Von Privathäusern, die größtentheils neben steinernem Unterstock ein altes, interessantes Gebälkwerk und nicht selten vortretende Stockwerke haben, sind wegen ihres Alters und alter Bauart noch besonders zu erwähnen: in der langen Straße das ehemalige, nunmehr dem Schlossermeister Breischaft gehörige Kloster mit steinernem Unterstock, an dessen Ecke ein halbrunder Wulst hinzieht, der noch in die romanische Periode zurückdeutet; die übrigen Stockwerke haben ein sehr schönes, theilweise gut geschnitztes Eichengebälkwerk. Über dem Eingang steht die Jahrszahl 1558, die uns vermuthlich die Zeit einer Erneuerung des Gebäudes angiebt.
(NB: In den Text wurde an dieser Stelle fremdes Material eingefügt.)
impl GeofenceManager {
    /// Start a manager in the `Uninitialized` state.
    ///
    /// `store` is read lazily: a relaunched process resumes from whatever
    /// mappings and dispatcher handle it holds.
    ///
    /// # Errors
    /// A validation error for an invalid `cfg`, or an internal error if the
    /// worker thread cannot be spawned.
    pub fn new(
        cfg: GeofenceConfig,
        store: Arc<dyn RegionStore>,
        platform: Platform,
    ) -> GeofenceResult<Self> {
        let cfg = cfg.validate()?;

        let (commands, commands_rx) = bounded::<ControlMsg>(cfg.queue_capacity);
        let (transitions, transitions_rx) = unbounded::<PendingEvent>();

        let dispatcher = Dispatcher::new(Arc::clone(&store), platform.notifications);
        let counters = dispatcher.counters();

        let worker = Worker::new(
            cfg.clone(),
            dispatcher,
            Arc::clone(&store),
            platform.location,
            platform.environment,
        );

        let join = thread::Builder::new()
            .name("geofence-dispatch".to_string())
            .spawn(move || worker.run(commands_rx, transitions_rx))
            .map_err(|e| GeofenceError::internal(format!("failed to spawn dispatch worker: {e}")))?;

        info!(
            max_monitored_regions = cfg.max_monitored_regions,
            queue_capacity = cfg.queue_capacity,
            "geofence manager started"
        );

        Ok(Self {
            cfg,
            store,
            commands,
            transitions: TransitionSender { tx: transitions },
            counters,
            join: Mutex::new(Some(join)),
        })
    }

    fn request<T>(&self, make: impl FnOnce(Sender<GeofenceResult<T>>) -> ControlMsg) -> GeofenceResult<T> {
        let (reply_tx, reply_rx) = bounded::<GeofenceResult<T>>(1);
        self.commands.send(make(reply_tx)).map_err(|_| disconnected())?;
        reply_rx.recv().map_err(|_| disconnected())?
    }

    /// Persist `entry` as the dispatcher entry handle and request a bootstrap.
    ///
    /// Moves `Uninitialized` to `Initializing`. Calling again while a bootstrap
    /// is in flight, or once ready, only updates the persisted handle. After a
    /// failed bootstrap the call retries it.
    ///
    /// # Errors
    /// `ExecutionError::BootstrapFailed` if the environment rejects the request;
    /// the manager stays `Initializing` with its buffer intact.
    pub fn initialize_service(&self, entry: CallbackHandle) -> GeofenceResult<()> {
        self.request(|reply| ControlMsg::Initialize {
            entry: Some(entry),
            reply,
        })
        .map(|_| ())
    }

    /// Initialize from the persisted dispatcher handle after an OS relaunch.
    ///
    /// # Errors
    /// `ExecutionError::MissingDispatcherHandle` if none was ever persisted.
    pub fn relaunch_for_location_event(&self) -> GeofenceResult<CallbackHandle> {
        self.request(|reply| ControlMsg::Initialize { entry: None, reply })
    }

    /// Register one geofence with the configured default radius.
    ///
    /// The new region joins the current monitored set (an existing region with
    /// the same id is replaced), then capacity selection runs over the whole
    /// set using the device location, or the new region's center when the
    /// location is unknown.
    ///
    /// # Errors
    /// A validation error for an empty id or out-of-range coordinates, an
    /// execution error if the location source rejects the region, or a
    /// storage error if the mapping cannot be written.
    pub fn register_geofence(
        &self,
        callback: CallbackHandle,
        id: impl Into<String>,
        latitude: f64,
        longitude: f64,
    ) -> GeofenceResult<RegistrationOutcome> {
        let geofence =
            Geofence::new(callback, id, latitude, longitude)?.with_radius(self.cfg.default_radius_meters)?;
        self.register(geofence)
    }

    /// Register a fully specified geofence. See [`Self::register_geofence`].
    ///
    /// # Errors
    /// As for [`Self::register_geofence`]; the geofence is validated again
    /// since its fields are public.
    pub fn register(&self, geofence: Geofence) -> GeofenceResult<RegistrationOutcome> {
        self.request(|reply| ControlMsg::Register {
            geofences: vec![geofence],
            reference: None,
            mode: RegisterMode::Merge,
            reply,
        })
    }

    /// Replace the monitored set with `geofences`.
    ///
    /// This is not incremental: regions monitored before the call and absent
    /// from `geofences` stop being monitored and lose their mappings. When
    /// the batch exceeds capacity, the regions nearest `reference` are kept.
    ///
    /// # Errors
    /// A validation error if any entry is invalid, in which case nothing
    /// changes. A location source or storage failure part way leaves the
    /// monitored set at what the platform accepted.
    pub fn register_geofences(
        &self,
        geofences: Vec<Geofence>,
        reference: Coordinate,
    ) -> GeofenceResult<RegistrationOutcome> {
        self.request(|reply| ControlMsg::Register {
            geofences,
            reference: Some(reference),
            mode: RegisterMode::Replace,
            reply,
        })
    }

    /// Stop monitoring `region_id` and forget its mapping.
    ///
    /// Returns whether a mapping existed.
    ///
    /// # Errors
    /// An execution error if the location source fails to stop monitoring,
    /// or a storage error if the mapping cannot be removed.
    pub fn remove_geofence(&self, region_id: &str) -> GeofenceResult<bool> {
        self.request(|reply| ControlMsg::Remove {
            region_id: region_id.to_string(),
            reply,
        })
    }

    /// The execution environment reports it is ready.
    ///
    /// Drains the buffer (one dispatch per buffered region) and returns how
    /// many transitions were drained. Idempotent.
    ///
    /// # Errors
    /// `ExecutionError::Disconnected` if the worker has stopped.
    pub fn service_initialized(&self) -> GeofenceResult<usize> {
        self.request(|reply| ControlMsg::ServiceInitialized { reply })
    }

    /// Deliver an enter transition from the location service.
    pub fn on_enter(&self, region: Region) {
        self.transitions.on_enter(region);
    }

    /// Deliver an exit transition from the location service.
    pub fn on_exit(&self, region: Region) {
        self.transitions.on_exit(region);
    }

    /// A cloneable handle for the location service callback context.
    #[must_use]
    pub fn transition_sender(&self) -> TransitionSender {
        self.transitions.clone()
    }

    /// Current dispatch state.
    ///
    /// # Errors
    /// `ExecutionError::Disconnected` if the worker has stopped.
    pub fn state(&self) -> GeofenceResult<DispatchState> {
        Ok(self.stats()?.state)
    }

    /// Diagnostics. Reflects every call and transition enqueued before it.
    ///
    /// # Errors
    /// `ExecutionError::Disconnected` if the worker has stopped.
    pub fn stats(&self) -> GeofenceResult<DispatchStats> {
        let worker: WorkerStats = self.request(|reply| ControlMsg::Stats { reply })?;
        Ok(DispatchStats {
            state: worker.state,
            pending: worker.pending,
            monitored_regions: worker.monitored_regions,
            delivered: self.counters.delivered(),
            unknown_regions: self.counters.unknown_regions(),
            store_failures: self.counters.store_failures(),
            expired_transitions: worker.expired_transitions,
        })
    }

    /// The region store backing this manager.
    #[must_use]
    pub fn store(&self) -> Arc<dyn RegionStore> {
        Arc::clone(&self.store)
    }

    /// Stop the worker after it finishes queued messages, and wait for it.
    pub fn shutdown(self) {
        if self.commands.send(ControlMsg::Shutdown).is_err() {
            return;
        }
        let handle = self.join.lock().ok().and_then(|mut guard| guard.take());
        if let Some(handle) = handle {
            if handle.join().is_err() {
                warn!("geofence dispatch worker panicked");
            }
        }
    }
}
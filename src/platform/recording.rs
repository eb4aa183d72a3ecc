//! Recording platform doubles.
//!
//! In-process implementations of the platform traits that remember what they
//! were asked to do. Embedders use them for simulations; the crate's tests use
//! them to observe monitoring calls and outbound notifications.

use std::collections::BTreeMap;
use std::sync::atomic::{AtomicBool, Ordering};
use std::sync::Mutex;
use std::time::Duration;

use crossbeam_channel::{unbounded, Receiver, RecvTimeoutError, Sender};

use crate::dispatch::TransitionNotification;
use crate::error::{ExecutionError, GeofenceError, GeofenceResult};
use crate::geofence::{CallbackHandle, Coordinate, Region};

use super::{ExecutionEnvironment, LocationSource, NotificationSink, PlatformError};

/// Location source that tracks the set of monitored regions.
///
/// By default it accepts everything. [`with_limit`](Self::with_limit) makes it
/// enforce a hard cap the way the OS service does, `set_failing` makes every
/// start fail, and `set_start_delay` stalls each start to simulate a slow
/// platform call.
#[derive(Debug, Default)]
pub struct RecordingLocationSource {
    monitored: Mutex<BTreeMap<String, Region>>,
    location: Mutex<Option<Coordinate>>,
    limit: Option<usize>,
    fail_starts: AtomicBool,
    start_delay: Mutex<Duration>,
}

impl RecordingLocationSource {
    #[must_use]
    pub fn new() -> Self {
        Self::default()
    }

    /// A source that rejects starting a new region once `limit` are monitored.
    #[must_use]
    pub fn with_limit(limit: usize) -> Self {
        Self {
            limit: Some(limit),
            ..Self::default()
        }
    }

    /// Set the device location reported to the manager.
    pub fn set_location(&self, location: Option<Coordinate>) {
        if let Ok(mut guard) = self.location.lock() {
            *guard = location;
        }
    }

    /// Make subsequent `start_monitoring` calls fail (or succeed again).
    pub fn set_failing(&self, fail: bool) {
        self.fail_starts.store(fail, Ordering::SeqCst);
    }

    /// Sleep this long inside every `start_monitoring` call.
    pub fn set_start_delay(&self, delay: Duration) {
        if let Ok(mut guard) = self.start_delay.lock() {
            *guard = delay;
        }
    }

    /// Ids currently monitored, sorted.
    #[must_use]
    pub fn monitored_ids(&self) -> Vec<String> {
        self.monitored
            .lock()
            .map(|m| m.keys().cloned().collect())
            .unwrap_or_default()
    }

    /// Whether `region_id` is currently monitored.
    #[must_use]
    pub fn is_monitoring(&self, region_id: &str) -> bool {
        self.monitored
            .lock()
            .map(|m| m.contains_key(region_id))
            .unwrap_or(false)
    }
}

impl LocationSource for RecordingLocationSource {
    fn start_monitoring(&self, region: &Region) -> Result<(), PlatformError> {
        let delay = self.start_delay.lock().map(|d| *d).unwrap_or_default();
        if !delay.is_zero() {
            std::thread::sleep(delay);
        }
        if self.fail_starts.load(Ordering::SeqCst) {
            return Err(PlatformError::new(format!("cannot monitor {}", region.id)));
        }

        let mut monitored = self
            .monitored
            .lock()
            .map_err(|_| PlatformError::new("poisoned location source"))?;
        if let Some(limit) = self.limit {
            if !monitored.contains_key(&region.id) && monitored.len() >= limit {
                return Err(PlatformError::new("monitoring limit reached"));
            }
        }
        monitored.insert(region.id.clone(), region.clone());
        Ok(())
    }

    fn stop_monitoring(&self, region_id: &str) -> Result<(), PlatformError> {
        let mut monitored = self
            .monitored
            .lock()
            .map_err(|_| PlatformError::new("poisoned location source"))?;
        monitored.remove(region_id);
        Ok(())
    }

    fn last_known_location(&self) -> Option<Coordinate> {
        self.location.lock().ok().and_then(|guard| *guard)
    }
}

/// Execution environment that records bootstrap requests.
#[derive(Debug, Default)]
pub struct RecordingEnvironment {
    bootstraps: Mutex<Vec<CallbackHandle>>,
    fail: AtomicBool,
}

impl RecordingEnvironment {
    #[must_use]
    pub fn new() -> Self {
        Self::default()
    }

    /// Make subsequent bootstrap requests fail (or succeed again).
    pub fn set_failing(&self, fail: bool) {
        self.fail.store(fail, Ordering::SeqCst);
    }

    /// Entry handles passed to successful bootstrap requests, in order.
    #[must_use]
    pub fn bootstraps(&self) -> Vec<CallbackHandle> {
        self.bootstraps.lock().map(|b| b.clone()).unwrap_or_default()
    }
}

impl ExecutionEnvironment for RecordingEnvironment {
    fn bootstrap(&self, entry: CallbackHandle) -> Result<(), PlatformError> {
        if self.fail.load(Ordering::SeqCst) {
            return Err(PlatformError::new(format!("no entry point for handle {entry}")));
        }
        self.bootstraps
            .lock()
            .map_err(|_| PlatformError::new("poisoned environment"))?
            .push(entry);
        Ok(())
    }
}

/// Notification sink backed by a channel.
#[derive(Debug)]
pub struct ChannelNotificationSink {
    tx: Sender<TransitionNotification>,
}

impl NotificationSink for ChannelNotificationSink {
    fn notify(&self, notification: TransitionNotification) {
        // Receiver gone means nobody is listening; notifications are best-effort.
        let _ = self.tx.send(notification);
    }
}

/// Receiving end of a [`ChannelNotificationSink`].
#[derive(Debug)]
pub struct NotificationStream {
    rx: Receiver<TransitionNotification>,
}

/// Create a connected sink/stream pair.
#[must_use]
pub fn notification_channel() -> (ChannelNotificationSink, NotificationStream) {
    let (tx, rx) = unbounded();
    (ChannelNotificationSink { tx }, NotificationStream { rx })
}

impl NotificationStream {
    /// Receive the next notification with a timeout.
    ///
    /// # Errors
    /// `ExecutionError::Timeout` when nothing arrives in time, or
    /// `ExecutionError::Disconnected` once every sink is dropped.
    pub fn recv_timeout(&self, timeout: Duration) -> GeofenceResult<TransitionNotification> {
        self.rx.recv_timeout(timeout).map_err(|err| match err {
            RecvTimeoutError::Timeout => GeofenceError::Execution(ExecutionError::Timeout {
                duration_ms: u64::try_from(timeout.as_millis()).unwrap_or(u64::MAX),
            }),
            RecvTimeoutError::Disconnected => GeofenceError::Execution(ExecutionError::Disconnected {
                path: "notification_stream".to_string(),
            }),
        })
    }

    /// Everything received so far, without blocking.
    #[must_use]
    pub fn drain(&self) -> Vec<TransitionNotification> {
        self.rx.try_iter().collect()
    }
}

#[cfg(test)]
mod tests {
    use super::*;

    fn region(id: &str) -> Region {
        Region::new(id, Coordinate::new(0.0, 0.0))
    }

    #[test]
    fn test_limit_rejects_new_regions_only() {
        let source = RecordingLocationSource::with_limit(1);
        source.start_monitoring(&region("a")).unwrap();
        source.start_monitoring(&region("a")).unwrap();

        let err = source.start_monitoring(&region("b")).unwrap_err();
        assert_eq!(err.message, "monitoring limit reached");

        source.stop_monitoring("a").unwrap();
        source.start_monitoring(&region("b")).unwrap();
        assert_eq!(source.monitored_ids(), vec!["b"]);
    }

    #[test]
    fn test_failing_source_monitors_nothing() {
        let source = RecordingLocationSource::new();
        source.set_failing(true);
        assert!(source.start_monitoring(&region("a")).is_err());
        assert!(!source.is_monitoring("a"));
    }
}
In der gleichen Straße steht das Haus des Weingärtners Körner mit altem, steinernem Unterstock, an dem die Jahrszahl 1549 angebracht ist, und theilweise ornamentirtem Eichengebälkwerk.

In der Mühlgasse stehen 2 Häuser mit spitzbogigen Eingängen und den Jahrszahlen 1595 und 1599.

Das der Wittwe des Kupferschmieds Gscheidle und dem Nagelschmied Philipps gehörige Haus in der Hauptstraße soll ein Kloster gewesen sein; es enthält theilweise noch schönes Balkenwerk und einen spitzbogigen, nun zugemauerten Eingang, über dem ein altes, aus Stein gehauenes Bild, drei bärtige Männer, über denen der heilige Geist schwebt, angebracht ist; auf beiden Seiten des Bildes befinden sich Wappenschilde, der eine einen Hammer, der andere einen Hahn enthaltend.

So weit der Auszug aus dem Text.